Data records
Segment Open

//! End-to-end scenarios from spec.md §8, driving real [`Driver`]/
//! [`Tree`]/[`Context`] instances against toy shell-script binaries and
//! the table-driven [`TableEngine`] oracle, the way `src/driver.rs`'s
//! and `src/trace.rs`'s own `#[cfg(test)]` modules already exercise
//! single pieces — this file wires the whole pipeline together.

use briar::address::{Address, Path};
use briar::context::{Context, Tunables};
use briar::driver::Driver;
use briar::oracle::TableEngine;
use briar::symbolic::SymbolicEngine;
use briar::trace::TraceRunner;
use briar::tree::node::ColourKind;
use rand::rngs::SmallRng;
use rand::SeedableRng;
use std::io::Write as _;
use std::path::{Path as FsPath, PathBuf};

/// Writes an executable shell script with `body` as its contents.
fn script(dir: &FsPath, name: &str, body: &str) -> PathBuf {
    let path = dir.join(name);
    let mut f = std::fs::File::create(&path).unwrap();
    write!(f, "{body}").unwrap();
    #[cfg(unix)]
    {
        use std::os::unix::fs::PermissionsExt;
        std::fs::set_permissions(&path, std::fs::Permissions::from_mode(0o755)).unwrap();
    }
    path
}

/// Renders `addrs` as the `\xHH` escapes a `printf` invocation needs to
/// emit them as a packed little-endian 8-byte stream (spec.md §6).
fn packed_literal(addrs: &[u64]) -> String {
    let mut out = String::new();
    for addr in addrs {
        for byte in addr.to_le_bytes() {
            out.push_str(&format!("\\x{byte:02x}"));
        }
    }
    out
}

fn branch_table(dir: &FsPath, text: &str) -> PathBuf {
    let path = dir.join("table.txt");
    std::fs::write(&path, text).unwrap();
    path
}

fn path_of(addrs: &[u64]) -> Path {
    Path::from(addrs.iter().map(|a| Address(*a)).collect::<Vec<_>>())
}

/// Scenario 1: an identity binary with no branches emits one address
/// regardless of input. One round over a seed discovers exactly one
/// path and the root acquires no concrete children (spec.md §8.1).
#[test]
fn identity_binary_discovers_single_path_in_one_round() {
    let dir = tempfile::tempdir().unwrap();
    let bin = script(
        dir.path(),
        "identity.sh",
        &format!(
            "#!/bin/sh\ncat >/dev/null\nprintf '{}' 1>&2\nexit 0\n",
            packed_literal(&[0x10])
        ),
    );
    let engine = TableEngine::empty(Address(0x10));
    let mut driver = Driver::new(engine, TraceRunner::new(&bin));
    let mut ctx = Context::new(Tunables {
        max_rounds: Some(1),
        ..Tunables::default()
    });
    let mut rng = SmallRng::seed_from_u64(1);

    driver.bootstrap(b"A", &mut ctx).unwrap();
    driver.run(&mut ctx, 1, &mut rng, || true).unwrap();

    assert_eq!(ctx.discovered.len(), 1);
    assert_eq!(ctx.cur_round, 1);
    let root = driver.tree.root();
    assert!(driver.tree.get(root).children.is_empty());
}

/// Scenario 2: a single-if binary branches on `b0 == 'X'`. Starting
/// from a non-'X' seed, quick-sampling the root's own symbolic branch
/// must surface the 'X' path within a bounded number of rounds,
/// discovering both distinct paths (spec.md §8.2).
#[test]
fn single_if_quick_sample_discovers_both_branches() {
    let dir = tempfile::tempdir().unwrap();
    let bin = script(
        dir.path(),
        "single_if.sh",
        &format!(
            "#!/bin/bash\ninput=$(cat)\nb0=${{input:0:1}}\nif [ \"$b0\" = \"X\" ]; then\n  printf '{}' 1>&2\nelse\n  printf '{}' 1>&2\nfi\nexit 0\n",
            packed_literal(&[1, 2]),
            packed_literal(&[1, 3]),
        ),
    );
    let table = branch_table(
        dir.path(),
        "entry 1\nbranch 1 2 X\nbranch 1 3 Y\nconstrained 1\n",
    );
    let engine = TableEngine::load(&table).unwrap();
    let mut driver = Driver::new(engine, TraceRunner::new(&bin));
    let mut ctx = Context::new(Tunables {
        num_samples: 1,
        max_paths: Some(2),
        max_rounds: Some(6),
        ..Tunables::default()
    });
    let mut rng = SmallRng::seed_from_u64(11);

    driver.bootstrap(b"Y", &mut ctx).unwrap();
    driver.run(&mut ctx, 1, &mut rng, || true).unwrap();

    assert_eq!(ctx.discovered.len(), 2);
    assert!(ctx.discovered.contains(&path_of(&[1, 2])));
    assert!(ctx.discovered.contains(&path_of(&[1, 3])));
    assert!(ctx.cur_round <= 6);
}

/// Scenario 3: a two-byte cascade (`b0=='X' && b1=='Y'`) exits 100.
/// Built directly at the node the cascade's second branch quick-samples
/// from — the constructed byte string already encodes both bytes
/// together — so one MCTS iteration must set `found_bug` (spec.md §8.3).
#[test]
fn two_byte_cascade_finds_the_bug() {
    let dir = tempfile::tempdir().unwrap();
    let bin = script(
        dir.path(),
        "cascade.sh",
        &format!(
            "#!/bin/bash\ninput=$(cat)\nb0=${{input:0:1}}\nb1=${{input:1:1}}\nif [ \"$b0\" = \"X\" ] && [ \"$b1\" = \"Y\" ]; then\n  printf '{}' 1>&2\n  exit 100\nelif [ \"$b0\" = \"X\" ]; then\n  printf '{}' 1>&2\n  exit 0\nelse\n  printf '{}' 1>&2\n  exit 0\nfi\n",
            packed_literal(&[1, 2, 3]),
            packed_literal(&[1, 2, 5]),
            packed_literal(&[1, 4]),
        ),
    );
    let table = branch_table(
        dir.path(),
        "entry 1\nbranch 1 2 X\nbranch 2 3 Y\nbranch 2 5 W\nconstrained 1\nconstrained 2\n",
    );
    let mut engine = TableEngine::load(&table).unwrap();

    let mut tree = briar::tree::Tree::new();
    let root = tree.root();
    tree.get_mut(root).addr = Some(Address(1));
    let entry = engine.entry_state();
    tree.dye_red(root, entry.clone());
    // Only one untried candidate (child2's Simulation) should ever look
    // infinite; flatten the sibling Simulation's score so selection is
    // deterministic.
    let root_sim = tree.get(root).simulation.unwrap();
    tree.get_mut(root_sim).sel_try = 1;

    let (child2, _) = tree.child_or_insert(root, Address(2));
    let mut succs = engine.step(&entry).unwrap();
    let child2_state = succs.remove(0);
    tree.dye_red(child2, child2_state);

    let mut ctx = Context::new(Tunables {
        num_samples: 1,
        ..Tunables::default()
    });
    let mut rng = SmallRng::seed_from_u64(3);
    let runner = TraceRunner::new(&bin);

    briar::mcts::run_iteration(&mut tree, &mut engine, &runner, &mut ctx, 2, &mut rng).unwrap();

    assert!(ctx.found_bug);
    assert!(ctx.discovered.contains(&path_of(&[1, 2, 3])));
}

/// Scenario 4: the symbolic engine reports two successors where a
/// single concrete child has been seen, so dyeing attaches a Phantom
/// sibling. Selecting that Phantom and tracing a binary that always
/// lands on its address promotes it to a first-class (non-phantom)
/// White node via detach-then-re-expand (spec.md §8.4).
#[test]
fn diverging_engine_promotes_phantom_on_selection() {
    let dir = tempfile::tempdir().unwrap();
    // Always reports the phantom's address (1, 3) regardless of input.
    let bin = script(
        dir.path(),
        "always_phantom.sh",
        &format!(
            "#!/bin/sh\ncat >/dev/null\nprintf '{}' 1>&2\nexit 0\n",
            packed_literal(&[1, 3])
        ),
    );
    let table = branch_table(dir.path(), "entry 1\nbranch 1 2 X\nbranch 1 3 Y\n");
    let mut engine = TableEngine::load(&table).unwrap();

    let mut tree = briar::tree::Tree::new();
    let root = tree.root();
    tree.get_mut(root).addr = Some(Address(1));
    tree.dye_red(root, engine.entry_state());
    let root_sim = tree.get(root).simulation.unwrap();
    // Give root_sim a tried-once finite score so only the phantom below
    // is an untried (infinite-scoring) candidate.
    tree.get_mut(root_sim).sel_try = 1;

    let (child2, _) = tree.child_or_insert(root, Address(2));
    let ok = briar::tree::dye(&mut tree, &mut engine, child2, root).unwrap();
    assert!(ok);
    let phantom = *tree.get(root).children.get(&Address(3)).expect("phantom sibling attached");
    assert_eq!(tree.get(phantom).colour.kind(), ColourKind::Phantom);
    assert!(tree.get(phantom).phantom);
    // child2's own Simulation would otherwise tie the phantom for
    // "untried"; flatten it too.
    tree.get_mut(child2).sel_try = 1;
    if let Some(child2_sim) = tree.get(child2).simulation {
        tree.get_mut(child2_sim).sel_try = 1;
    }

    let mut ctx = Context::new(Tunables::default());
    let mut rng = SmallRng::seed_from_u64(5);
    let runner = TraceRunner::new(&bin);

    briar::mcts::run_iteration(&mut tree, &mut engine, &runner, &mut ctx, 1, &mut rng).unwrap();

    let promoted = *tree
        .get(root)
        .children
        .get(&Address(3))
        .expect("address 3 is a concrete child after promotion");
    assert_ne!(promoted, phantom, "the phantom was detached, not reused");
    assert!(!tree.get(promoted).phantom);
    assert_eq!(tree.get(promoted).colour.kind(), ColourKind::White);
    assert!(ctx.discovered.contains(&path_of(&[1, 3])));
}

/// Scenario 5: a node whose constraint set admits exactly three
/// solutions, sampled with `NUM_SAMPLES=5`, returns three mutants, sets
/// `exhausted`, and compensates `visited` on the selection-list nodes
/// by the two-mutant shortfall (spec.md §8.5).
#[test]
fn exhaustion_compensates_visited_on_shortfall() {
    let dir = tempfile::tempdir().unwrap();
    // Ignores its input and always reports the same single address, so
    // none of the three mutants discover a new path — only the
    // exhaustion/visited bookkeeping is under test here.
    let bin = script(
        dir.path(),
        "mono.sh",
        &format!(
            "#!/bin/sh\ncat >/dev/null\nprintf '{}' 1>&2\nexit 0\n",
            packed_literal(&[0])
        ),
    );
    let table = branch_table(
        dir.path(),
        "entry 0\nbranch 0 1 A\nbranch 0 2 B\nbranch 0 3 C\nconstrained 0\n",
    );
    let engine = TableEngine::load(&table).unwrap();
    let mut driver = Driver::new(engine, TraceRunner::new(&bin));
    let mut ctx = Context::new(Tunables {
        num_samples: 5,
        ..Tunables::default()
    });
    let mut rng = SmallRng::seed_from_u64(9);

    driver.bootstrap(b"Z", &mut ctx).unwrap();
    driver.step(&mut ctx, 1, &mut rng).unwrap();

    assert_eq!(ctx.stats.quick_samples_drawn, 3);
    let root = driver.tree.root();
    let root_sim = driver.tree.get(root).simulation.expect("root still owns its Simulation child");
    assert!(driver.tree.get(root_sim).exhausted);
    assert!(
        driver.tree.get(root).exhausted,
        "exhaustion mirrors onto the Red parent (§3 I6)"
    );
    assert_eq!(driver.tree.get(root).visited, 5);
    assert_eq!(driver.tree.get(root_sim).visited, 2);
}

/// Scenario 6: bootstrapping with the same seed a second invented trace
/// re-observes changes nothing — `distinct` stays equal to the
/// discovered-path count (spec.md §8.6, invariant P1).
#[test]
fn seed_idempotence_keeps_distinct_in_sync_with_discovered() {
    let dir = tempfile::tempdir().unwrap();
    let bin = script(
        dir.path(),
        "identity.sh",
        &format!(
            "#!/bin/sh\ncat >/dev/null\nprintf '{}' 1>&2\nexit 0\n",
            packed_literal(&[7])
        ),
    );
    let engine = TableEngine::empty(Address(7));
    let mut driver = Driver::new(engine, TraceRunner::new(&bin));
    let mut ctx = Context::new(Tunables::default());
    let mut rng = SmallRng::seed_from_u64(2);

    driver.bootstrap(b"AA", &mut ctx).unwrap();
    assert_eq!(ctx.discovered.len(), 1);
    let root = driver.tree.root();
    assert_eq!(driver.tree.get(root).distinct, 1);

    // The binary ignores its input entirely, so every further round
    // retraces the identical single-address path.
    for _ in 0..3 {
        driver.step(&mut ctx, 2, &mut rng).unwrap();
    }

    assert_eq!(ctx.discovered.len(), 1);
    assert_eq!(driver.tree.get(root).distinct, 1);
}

Segment Closed

Across all the records above, how many lines hold the word "ninput"? Answer with only that number.

### Result for this exercise
2